Data records:
..........

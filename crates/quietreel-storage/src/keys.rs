//! Staged file naming.
//!
//! Format: `{prefix}{unix millis}-{sequence}-{base name}`. The sequence is a process-wide
//! monotonic counter, so two allocations in the same millisecond still differ.

use std::sync::atomic::{AtomicU64, Ordering};

use crate::traits::{StorageError, StorageResult};

/// Longest base name kept in a staged file name, leaving room for prefix and counters
/// under the usual 255 byte file name limit.
const MAX_BASE_NAME_BYTES: usize = 180;

/// Extensions longer than this are treated as part of the stem when shortening
const MAX_EXTENSION_BYTES: usize = 16;

static SEQUENCE: AtomicU64 = AtomicU64::new(0);

/// Separate naming namespaces for inbound and outbound files
#[derive(Debug, Clone, Copy, PartialEq, Eq)]
pub enum Namespace {
    /// Raw bytes received from the client
    Upload,
    /// Transcoder output
    Processed,
}

impl Namespace {
    pub fn prefix(self) -> &'static str {
        match self {
            Namespace::Upload => "upload-",
            Namespace::Processed => "no-audio-",
        }
    }
}

/// Check that `base_name` is a bare file name that cannot escape the staging directory.
pub fn validate_base_name(base_name: &str) -> StorageResult<()> {
    if base_name.is_empty() || base_name == "." {
        return Err(StorageError::InvalidKey("empty file name".to_string()));
    }

    if base_name.contains("..")
        || base_name.contains('/')
        || base_name.contains('\\')
        || base_name.contains('\0')
    {
        return Err(StorageError::InvalidKey(format!(
            "file name contains path components: {}",
            base_name
        )));
    }

    Ok(())
}

/// Generate the next staged file name for `base_name` in `namespace`.
pub fn generate_file_name(namespace: Namespace, base_name: &str) -> String {
    let millis = chrono::Utc::now().timestamp_millis();
    let seq = SEQUENCE.fetch_add(1, Ordering::Relaxed);
    format!(
        "{}{}-{}-{}",
        namespace.prefix(),
        millis,
        seq,
        shorten_base_name(base_name, MAX_BASE_NAME_BYTES)
    )
}

/// Cut the stem so the name fits `max_bytes`, keeping the extension the transcoder
/// picks its container from.
fn shorten_base_name(base_name: &str, max_bytes: usize) -> String {
    if base_name.len() <= max_bytes {
        return base_name.to_string();
    }
    match base_name.rsplit_once('.') {
        Some((stem, ext))
            if !stem.is_empty() && !ext.is_empty() && ext.len() <= MAX_EXTENSION_BYTES =>
        {
            let stem = truncate_on_char_boundary(stem, max_bytes - ext.len() - 1);
            format!("{}.{}", stem, ext)
        }
        _ => truncate_on_char_boundary(base_name, max_bytes).to_string(),
    }
}

fn truncate_on_char_boundary(s: &str, max_bytes: usize) -> &str {
    if s.len() <= max_bytes {
        return s;
    }
    let mut end = max_bytes;
    while !s.is_char_boundary(end) {
        end -= 1;
    }
    &s[..end]
}

#[cfg(test)]
mod tests {
    use super::*;
    use std::collections::HashSet;

    #[test]
    fn names_carry_namespace_prefix_and_base() {
        let upload = generate_file_name(Namespace::Upload, "clip.mp4");
        let output = generate_file_name(Namespace::Processed, "clip.mp4");
        assert!(upload.starts_with("upload-"));
        assert!(upload.ends_with("-clip.mp4"));
        assert!(output.starts_with("no-audio-"));
        assert_ne!(upload, output);
    }

    #[test]
    fn names_are_unique_across_threads() {
        let handles: Vec<_> = (0..8)
            .map(|_| {
                std::thread::spawn(|| {
                    (0..500)
                        .map(|_| generate_file_name(Namespace::Upload, "same.mp4"))
                        .collect::<Vec<_>>()
                })
            })
            .collect();

        let mut seen = HashSet::new();
        for handle in handles {
            for name in handle.join().unwrap() {
                assert!(seen.insert(name), "duplicate staged name generated");
            }
        }
        assert_eq!(seen.len(), 4000);
    }

    #[test]
    fn rejects_path_components() {
        assert!(validate_base_name("../etc/passwd").is_err());
        assert!(validate_base_name("a/b.mp4").is_err());
        assert!(validate_base_name("a\\b.mp4").is_err());
        assert!(validate_base_name("").is_err());
        assert!(validate_base_name("clip.mp4").is_ok());
    }

    #[test]
    fn long_names_are_truncated_on_char_boundaries() {
        let long = "é".repeat(200);
        let name = generate_file_name(Namespace::Upload, &long);
        assert!(name.len() <= 255);
        assert!(name.is_char_boundary(name.len()));
    }

    #[test]
    fn long_names_keep_their_extension() {
        let cjk = format!("{}.mp4", "视".repeat(65));
        let name = generate_file_name(Namespace::Processed, &cjk);
        assert!(name.len() <= 255);
        assert!(name.ends_with(".mp4"), "extension lost: {}", name);
        assert!(name.contains("视视"));

        let ascii = format!("{}.webm", "a".repeat(250));
        let name = generate_file_name(Namespace::Upload, &ascii);
        assert!(name.ends_with("a.webm"));
        assert!(name.len() <= 255);
    }

    #[test]
    fn long_names_without_extension_are_cut() {
        let name = generate_file_name(Namespace::Upload, &"b".repeat(300));
        assert!(name.len() <= 255);
        assert!(name.ends_with('b'));
    }
}
use crate::error::{storage_error, HttpAppError};
use crate::services::{orchestrator, StagedFileStream};
use crate::state::AppState;
use crate::utils::headers::attachment_disposition;
use axum::{
    body::Body,
    extract::{Multipart, State},
    http::{header, Response, StatusCode},
};
use quietreel_core::AppError;
use std::sync::Arc;

/// `POST /api/remove-audio`
///
/// Accepts a multipart `video` field and responds with the same video minus its audio
/// track, as an attachment named `no-audio-<original name>`.
#[tracing::instrument(skip(state, multipart), fields(operation = "remove_audio"))]
pub async fn remove_audio(
    State(state): State<Arc<AppState>>,
    multipart: Multipart,
) -> Result<Response<Body>, HttpAppError> {
    let processed = orchestrator::remove_audio(&state, multipart).await?;

    let content_type = processed.content_type.clone();
    let content_length = processed.size_bytes;
    let disposition = attachment_disposition(&processed.download_filename);

    let stream = StagedFileStream::open(processed)
        .await
        .map_err(|e| storage_error(e.into()))?;

    let response = Response::builder()
        .status(StatusCode::OK)
        .header(header::CONTENT_TYPE, content_type.as_str())
        .header(header::CONTENT_LENGTH, content_length)
        .header(header::CONTENT_DISPOSITION, disposition.as_str())
        .body(Body::from_stream(stream))
        .map_err(|e| AppError::Internal(format!("Failed to build response: {}", e)))?;

    Ok(response)
}
//! Route configuration and setup

use crate::constants::{API_BASE, HTTP_CONCURRENCY_LIMIT, MULTIPART_OVERHEAD_BYTES};
use crate::handlers;
use crate::state::AppState;
use axum::{
    body::Body,
    extract::DefaultBodyLimit,
    http::{HeaderValue, Method, Request},
    routing::{get, post},
    Router,
};
use quietreel_core::Config;
use quietreel_infra::{request_id_middleware, RequestId};
use std::sync::Arc;
use tower::limit::ConcurrencyLimitLayer;
use tower_http::cors::{Any, CorsLayer};
use tower_http::services::{ServeDir, ServeFile};
use tower_http::trace::TraceLayer;

/// Setup all application routes
pub fn setup_routes(config: &Config, state: Arc<AppState>) -> Result<Router<()>, anyhow::Error> {
    let cors = setup_cors(config)?;

    let body_limit = usize::try_from(config.max_upload_size_bytes())
        .unwrap_or(usize::MAX)
        .saturating_add(MULTIPART_OVERHEAD_BYTES);

    let api_routes = Router::new()
        .route("/ping", get(handlers::system::ping))
        .route("/demo", get(handlers::system::demo))
        .route(
            "/remove-audio",
            post(handlers::remove_audio::remove_audio)
                // Over-limit bodies surface as a 413 multipart error, which intake renders as JSON.
                // The exact ceiling is enforced while streaming.
                .layer(DefaultBodyLimit::max(body_limit)),
        );

    let mut app = Router::new()
        .nest(API_BASE, api_routes)
        .route("/health", get(handlers::health::liveness_check));

    if let Some(static_dir) = config.static_dir() {
        tracing::info!(static_dir = %static_dir.display(), "Serving frontend bundle");
        let index = static_dir.join("index.html");
        app = app.fallback_service(ServeDir::new(static_dir).fallback(ServeFile::new(index)));
    }

    let trace_layer = TraceLayer::new_for_http().make_span_with(|request: &Request<Body>| {
        let request_id = request
            .extensions()
            .get::<RequestId>()
            .map(|id| id.0.as_str())
            .unwrap_or("-");
        tracing::info_span!(
            "http_request",
            method = %request.method(),
            uri = %request.uri(),
            request_id = %request_id,
        )
    });

    tracing::info!(
        body_limit_bytes = body_limit,
        http_concurrency_limit = HTTP_CONCURRENCY_LIMIT,
        "Routes configured"
    );

    let app = app
        .layer(ConcurrencyLimitLayer::new(HTTP_CONCURRENCY_LIMIT))
        .layer(cors)
        .layer(trace_layer)
        .layer(axum::middleware::from_fn(request_id_middleware))
        .with_state(state);

    Ok(app)
}

/// Setup CORS configuration
fn setup_cors(config: &Config) -> Result<CorsLayer, anyhow::Error> {
    let cors = if config.cors_origins().iter().any(|o| o == "*") {
        tracing::warn!("CORS configured to allow all origins - not recommended for production");
        CorsLayer::new()
            .allow_origin(Any)
            .allow_methods([Method::GET, Method::POST, Method::OPTIONS])
            .allow_headers(Any)
    } else {
        let origins = config
            .cors_origins()
            .iter()
            .map(|o| {
                o.parse::<HeaderValue>()
                    .map_err(|e| anyhow::anyhow!("Invalid CORS origin '{}': {}", o, e))
            })
            .collect::<Result<Vec<_>, _>>()?;

        CorsLayer::new()
            .allow_origin(origins)
            .allow_methods([Method::GET, Method::POST, Method::OPTIONS])
            .allow_headers(Any)
    };
    Ok(cors)
}
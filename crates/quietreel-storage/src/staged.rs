//! Owned handle to a staged file.

use crate::traits::{StorageError, StorageResult};
use std::io::ErrorKind;
use std::path::{Path, PathBuf};

/// A reserved file in the staging directory.
///
/// The file is removed exactly once: either through [`StagedFile::release`] or, if the
/// handle is dropped first (error path, cancelled request), synchronously in `Drop`.
#[derive(Debug)]
pub struct StagedFile {
    path: PathBuf,
    released: bool,
}

impl StagedFile {
    pub(crate) fn new(path: PathBuf) -> Self {
        Self {
            path,
            released: false,
        }
    }

    pub fn path(&self) -> &Path {
        &self.path
    }

    /// File name component, for logging
    pub fn file_name(&self) -> &str {
        self.path
            .file_name()
            .and_then(|n| n.to_str())
            .unwrap_or_default()
    }

    /// Current size on disk; a missing file counts as empty.
    pub async fn size_on_disk(&self) -> StorageResult<u64> {
        match tokio::fs::metadata(&self.path).await {
            Ok(meta) => Ok(meta.len()),
            Err(e) if e.kind() == ErrorKind::NotFound => Ok(0),
            Err(e) => Err(StorageError::IoError(e)),
        }
    }

    /// Open the reserved file for writing, truncating anything already there.
    pub async fn open_write(&self) -> StorageResult<tokio::fs::File> {
        tokio::fs::OpenOptions::new()
            .write(true)
            .truncate(true)
            .open(&self.path)
            .await
            .map_err(|e| {
                StorageError::WriteFailed(format!(
                    "Failed to open {} for writing: {}",
                    self.path.display(),
                    e
                ))
            })
    }

    /// Delete the file now. Deleting an already absent file succeeds.
    pub async fn release(mut self) -> StorageResult<()> {
        self.released = true;
        release_path(&self.path).await
    }
}

impl Drop for StagedFile {
    fn drop(&mut self) {
        if self.released {
            return;
        }
        match std::fs::remove_file(&self.path) {
            Ok(()) => {
                tracing::debug!(path = %self.path.display(), "Released staged file on drop");
            }
            Err(e) if e.kind() == ErrorKind::NotFound => {}
            Err(e) => {
                tracing::warn!(
                    path = %self.path.display(),
                    error = %e,
                    "Failed to release staged file on drop"
                );
            }
        }
    }
}

/// Delete the file at `path`, treating "not found" as success.
pub async fn release_path(path: &Path) -> StorageResult<()> {
    match tokio::fs::remove_file(path).await {
        Ok(()) => {
            tracing::debug!(path = %path.display(), "Released staged file");
            Ok(())
        }
        Err(e) if e.kind() == ErrorKind::NotFound => Ok(()),
        Err(e) => Err(StorageError::DeleteFailed(format!(
            "Failed to delete {}: {}",
            path.display(),
            e
        ))),
    }
}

..........

### [What is needed]
Take the records above and return, word for word, only the lines that fall from the line with "let response = Response::builder()" to the line with "if let Some(static_dir)", both of them included.

### [Finished exercise]
    let response = Response::builder()
        .status(StatusCode::OK)
        .header(header::CONTENT_TYPE, content_type.as_str())
        .header(header::CONTENT_LENGTH, content_length)
        .header(header::CONTENT_DISPOSITION, disposition.as_str())
        .body(Body::from_stream(stream))
        .map_err(|e| AppError::Internal(format!("Failed to build response: {}", e)))?;

    Ok(response)
}
//! Route configuration and setup

use crate::constants::{API_BASE, HTTP_CONCURRENCY_LIMIT, MULTIPART_OVERHEAD_BYTES};
use crate::handlers;
use crate::state::AppState;
use axum::{
    body::Body,
    extract::DefaultBodyLimit,
    http::{HeaderValue, Method, Request},
    routing::{get, post},
    Router,
};
use quietreel_core::Config;
use quietreel_infra::{request_id_middleware, RequestId};
use std::sync::Arc;
use tower::limit::ConcurrencyLimitLayer;
use tower_http::cors::{Any, CorsLayer};
use tower_http::services::{ServeDir, ServeFile};
use tower_http::trace::TraceLayer;

/// Setup all application routes
pub fn setup_routes(config: &Config, state: Arc<AppState>) -> Result<Router<()>, anyhow::Error> {
    let cors = setup_cors(config)?;

    let body_limit = usize::try_from(config.max_upload_size_bytes())
        .unwrap_or(usize::MAX)
        .saturating_add(MULTIPART_OVERHEAD_BYTES);

    let api_routes = Router::new()
        .route("/ping", get(handlers::system::ping))
        .route("/demo", get(handlers::system::demo))
        .route(
            "/remove-audio",
            post(handlers::remove_audio::remove_audio)
                // Over-limit bodies surface as a 413 multipart error, which intake renders as JSON.
                // The exact ceiling is enforced while streaming.
                .layer(DefaultBodyLimit::max(body_limit)),
        );

    let mut app = Router::new()
        .nest(API_BASE, api_routes)
        .route("/health", get(handlers::health::liveness_check));

    if let Some(static_dir) = config.static_dir() {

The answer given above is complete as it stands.